### Your assignment
The records below need copying. Match each line exactly.

Saved data entries:

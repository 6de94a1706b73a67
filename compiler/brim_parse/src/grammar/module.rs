//! Module header, paths and declarations.

use brim_diagnostic::{Diagnostic, DiagnosticCode, Phase};
use brim_ir::{Declaration, ModuleHeader, Path, Span, Spanned, TokenKind, TypeExpr};
use tracing::debug;

use crate::recovery::{skip_group, synchronize_declaration, BODY_SIGIL, TYPE_START};
use crate::Parser;

impl Parser<'_> {
    /// `terminators header terminators { declaration } EOB`
    pub(crate) fn parse_module_body(&mut self) -> (ModuleHeader, Vec<Declaration>) {
        self.cursor.skip_terminators();
        let header = self.parse_header();
        self.cursor.skip_terminators();

        let mut members = Vec::new();
        while !self.cursor.is_at_end() {
            if self.cursor.check(TokenKind::Identifier) {
                members.push(self.parse_declaration());
            } else if self.cursor.check_set(BODY_SIGIL) {
                // A body with no name: skip it whole.
                self.cursor.unexpected(&[TokenKind::Identifier]);
                skip_group(&mut self.cursor);
            } else {
                self.cursor.unexpected(&[TokenKind::Identifier]);
                self.recover_declaration();
            }
            self.cursor.skip_terminators();
        }
        (header, members)
    }

    /// `[[ path ]]`, or a placeholder when the module has none.
    fn parse_header(&mut self) -> ModuleHeader {
        let start = self.cursor.current();
        if !(start.is(TokenKind::LeftBracket) && self.cursor.peek_kind() == TokenKind::LeftBracket)
        {
            debug!(pos = start.offset, kind = %start.kind, "missing module header");
            self.cursor.report(Diagnostic::at_token(
                DiagnosticCode::MissingModuleHeader,
                Phase::Parsing,
                &start,
            ));
            return ModuleHeader {
                path: Path::missing(&start),
                span: Span::point(start.offset),
                is_missing: true,
            };
        }

        self.cursor.advance();
        self.cursor.advance();
        let path = if self.cursor.check(TokenKind::Identifier) {
            self.parse_path()
        } else {
            self.cursor.unexpected(&[TokenKind::Identifier]);
            Path::missing(&self.cursor.current())
        };
        for _ in 0..2 {
            if self.cursor.expect(TokenKind::RightBracket).is_none() {
                break;
            }
        }
        ModuleHeader {
            path,
            span: Span::new(start.offset, self.cursor.prev_end()),
            is_missing: false,
        }
    }

    /// `IDENT { ("." | "::") IDENT }`; the caller has checked for `IDENT`.
    pub(crate) fn parse_path(&mut self) -> Path {
        let mut segments = vec![self.cursor.advance()];
        while self.cursor.check(TokenKind::Dot) || self.cursor.check(TokenKind::ColonColon) {
            self.cursor.advance();
            match self.cursor.eat(TokenKind::Identifier) {
                Some(segment) => segments.push(segment),
                None => {
                    self.cursor.unexpected(&[TokenKind::Identifier]);
                    break;
                }
            }
        }
        Path::new(segments)
    }

    /// `IDENT [generic_params] ":=" type_expr (TERMINATOR | EOB)`
    fn parse_declaration(&mut self) -> Declaration {
        let name = self.cursor.advance();
        let generics = if self.cursor.check(TokenKind::LeftBracket) {
            Some(self.parse_generic_params())
        } else {
            None
        };

        let ty = if self.cursor.eat(TokenKind::ColonEqual).is_some() {
            self.parse_type_expr()
        } else if generics.is_some() && self.cursor.check_set(BODY_SIGIL) {
            self.cursor.report(Diagnostic::at_token(
                DiagnosticCode::UnexpectedGenericBody,
                Phase::Parsing,
                &self.cursor.current(),
            ));
            self.parse_type_expr()
        } else if self.cursor.check_set(TYPE_START) {
            self.cursor.missing(TokenKind::ColonEqual);
            self.parse_type_expr()
        } else {
            let at = self.cursor.current();
            self.cursor.unexpected(&[TokenKind::ColonEqual, TokenKind::LeftBracket]);
            self.recover_declaration();
            let decl = Declaration {
                name,
                generics,
                ty: TypeExpr::missing(&at),
                span: name.span().merge(Span::point(at.offset)),
            };
            debug!(pos = name.offset, "placeholder declaration");
            return decl;
        };

        let decl = Declaration {
            span: Span::new(name.offset, self.cursor.prev_end().max(ty.span().end)),
            name,
            generics,
            ty,
        };
        debug!(pos = name.offset, kind = decl.kind().name(), "declaration");
        self.finish_declaration();
        decl
    }

    /// Require a terminator (or `Eob`) after a declaration.
    fn finish_declaration(&mut self) {
        match self.cursor.current_kind() {
            TokenKind::Terminator => {
                self.cursor.advance();
            }
            TokenKind::Eob => {}
            TokenKind::Identifier
                if matches!(
                    self.cursor.peek_kind(),
                    TokenKind::ColonEqual | TokenKind::LeftBracket
                ) =>
            {
                self.cursor.missing(TokenKind::Terminator);
            }
            _ => {
                self.cursor.unexpected(&[TokenKind::Terminator]);
                self.recover_declaration();
            }
        }
    }

    /// Skip to the next terminator (consumed), declaration start, body
    /// sigil or `Eob`.
    fn recover_declaration(&mut self) {
        synchronize_declaration(&mut self.cursor);
        self.cursor.eat(TokenKind::Terminator);
    }
}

### The answer
repository 6de94a1706b73a67
filename compiler/brim_parse/src/grammar/module.rs
//! Module header, paths and declarations.

use brim_diagnostic::{Diagnostic, DiagnosticCode, Phase};
use brim_ir::{Declaration, ModuleHeader, Path, Span, Spanned, TokenKind, TypeExpr};
use tracing::debug;

use crate::recovery::{skip_group, synchronize_declaration, BODY_SIGIL, TYPE_START};
use crate::Parser;

impl Parser<'_> {
    /// `terminators header terminators { declaration } EOB`
    pub(crate) fn parse_module_body(&mut self) -> (ModuleHeader, Vec<Declaration>) {
        self.cursor.skip_terminators();
        let header = self.parse_header();
        self.cursor.skip_terminators();

        let mut members = Vec::new();
        while !self.cursor.is_at_end() {
            if self.cursor.check(TokenKind::Identifier) {
                members.push(self.parse_declaration());
            } else if self.cursor.check_set(BODY_SIGIL) {
                // A body with no name: skip it whole.
                self.cursor.unexpected(&[TokenKind::Identifier]);
                skip_group(&mut self.cursor);
            } else {
                self.cursor.unexpected(&[TokenKind::Identifier]);
                self.recover_declaration();
            }
            self.cursor.skip_terminators();
        }
        (header, members)
    }

    /// `[[ path ]]`, or a placeholder when the module has none.
    fn parse_header(&mut self) -> ModuleHeader {
        let start = self.cursor.current();
        if !(start.is(TokenKind::LeftBracket) && self.cursor.peek_kind() == TokenKind::LeftBracket)
        {
            debug!(pos = start.offset, kind = %start.kind, "missing module header");
            self.cursor.report(Diagnostic::at_token(
                DiagnosticCode::MissingModuleHeader,
                Phase::Parsing,
                &start,
            ));
            return ModuleHeader {
                path: Path::missing(&start),
                span: Span::point(start.offset),
                is_missing: true,
            };
        }

        self.cursor.advance();
        self.cursor.advance();
        let path = if self.cursor.check(TokenKind::Identifier) {
            self.parse_path()
        } else {
            self.cursor.unexpected(&[TokenKind::Identifier]);
            Path::missing(&self.cursor.current())
        };
        for _ in 0..2 {
            if self.cursor.expect(TokenKind::RightBracket).is_none() {
                break;
            }
        }
        ModuleHeader {
            path,
            span: Span::new(start.offset, self.cursor.prev_end()),
            is_missing: false,
        }
    }

    /// `IDENT { ("." | "::") IDENT }`; the caller has checked for `IDENT`.
    pub(crate) fn parse_path(&mut self) -> Path {
        let mut segments = vec![self.cursor.advance()];
        while self.cursor.check(TokenKind::Dot) || self.cursor.check(TokenKind::ColonColon) {
            self.cursor.advance();
            match self.cursor.eat(TokenKind::Identifier) {
                Some(segment) => segments.push(segment),
                None => {
                    self.cursor.unexpected(&[TokenKind::Identifier]);
                    break;
                }
            }
        }
        Path::new(segments)
    }

    /// `IDENT [generic_params] ":=" type_expr (TERMINATOR | EOB)`
    fn parse_declaration(&mut self) -> Declaration {
        let name = self.cursor.advance();
        let generics = if self.cursor.check(TokenKind::LeftBracket) {
            Some(self.parse_generic_params())
        } else {
            None
        };

        let ty = if self.cursor.eat(TokenKind::ColonEqual).is_some() {
            self.parse_type_expr()
        } else if generics.is_some() && self.cursor.check_set(BODY_SIGIL) {
            self.cursor.report(Diagnostic::at_token(
                DiagnosticCode::UnexpectedGenericBody,
                Phase::Parsing,
                &self.cursor.current(),
            ));
            self.parse_type_expr()
        } else if self.cursor.check_set(TYPE_START) {
            self.cursor.missing(TokenKind::ColonEqual);
            self.parse_type_expr()
        } else {
            let at = self.cursor.current();
            self.cursor.unexpected(&[TokenKind::ColonEqual, TokenKind::LeftBracket]);
            self.recover_declaration();
            let decl = Declaration {
                name,
                generics,
                ty: TypeExpr::missing(&at),
                span: name.span().merge(Span::point(at.offset)),
            };
            debug!(pos = name.offset, "placeholder declaration");
            return decl;
        };

        let decl = Declaration {
            span: Span::new(name.offset, self.cursor.prev_end().max(ty.span().end)),
            name,
            generics,
            ty,
        };
        debug!(pos = name.offset, kind = decl.kind().name(), "declaration");
        self.finish_declaration();
        decl
    }

    /// Require a terminator (or `Eob`) after a declaration.
    fn finish_declaration(&mut self) {
        match self.cursor.current_kind() {
            TokenKind::Terminator => {
                self.cursor.advance();
            }
            TokenKind::Eob => {}
            TokenKind::Identifier
                if matches!(
                    self.cursor.peek_kind(),
                    TokenKind::ColonEqual | TokenKind::LeftBracket
                ) =>
            {
                self.cursor.missing(TokenKind::Terminator);
            }
            _ => {
                self.cursor.unexpected(&[TokenKind::Terminator]);
                self.recover_declaration();
            }
        }
    }

    /// Skip to the next terminator (consumed), declaration start, body
    /// sigil or `Eob`.
    fn recover_declaration(&mut self) {
        synchronize_declaration(&mut self.cursor);
        self.cursor.eat(TokenKind::Terminator);
    }
}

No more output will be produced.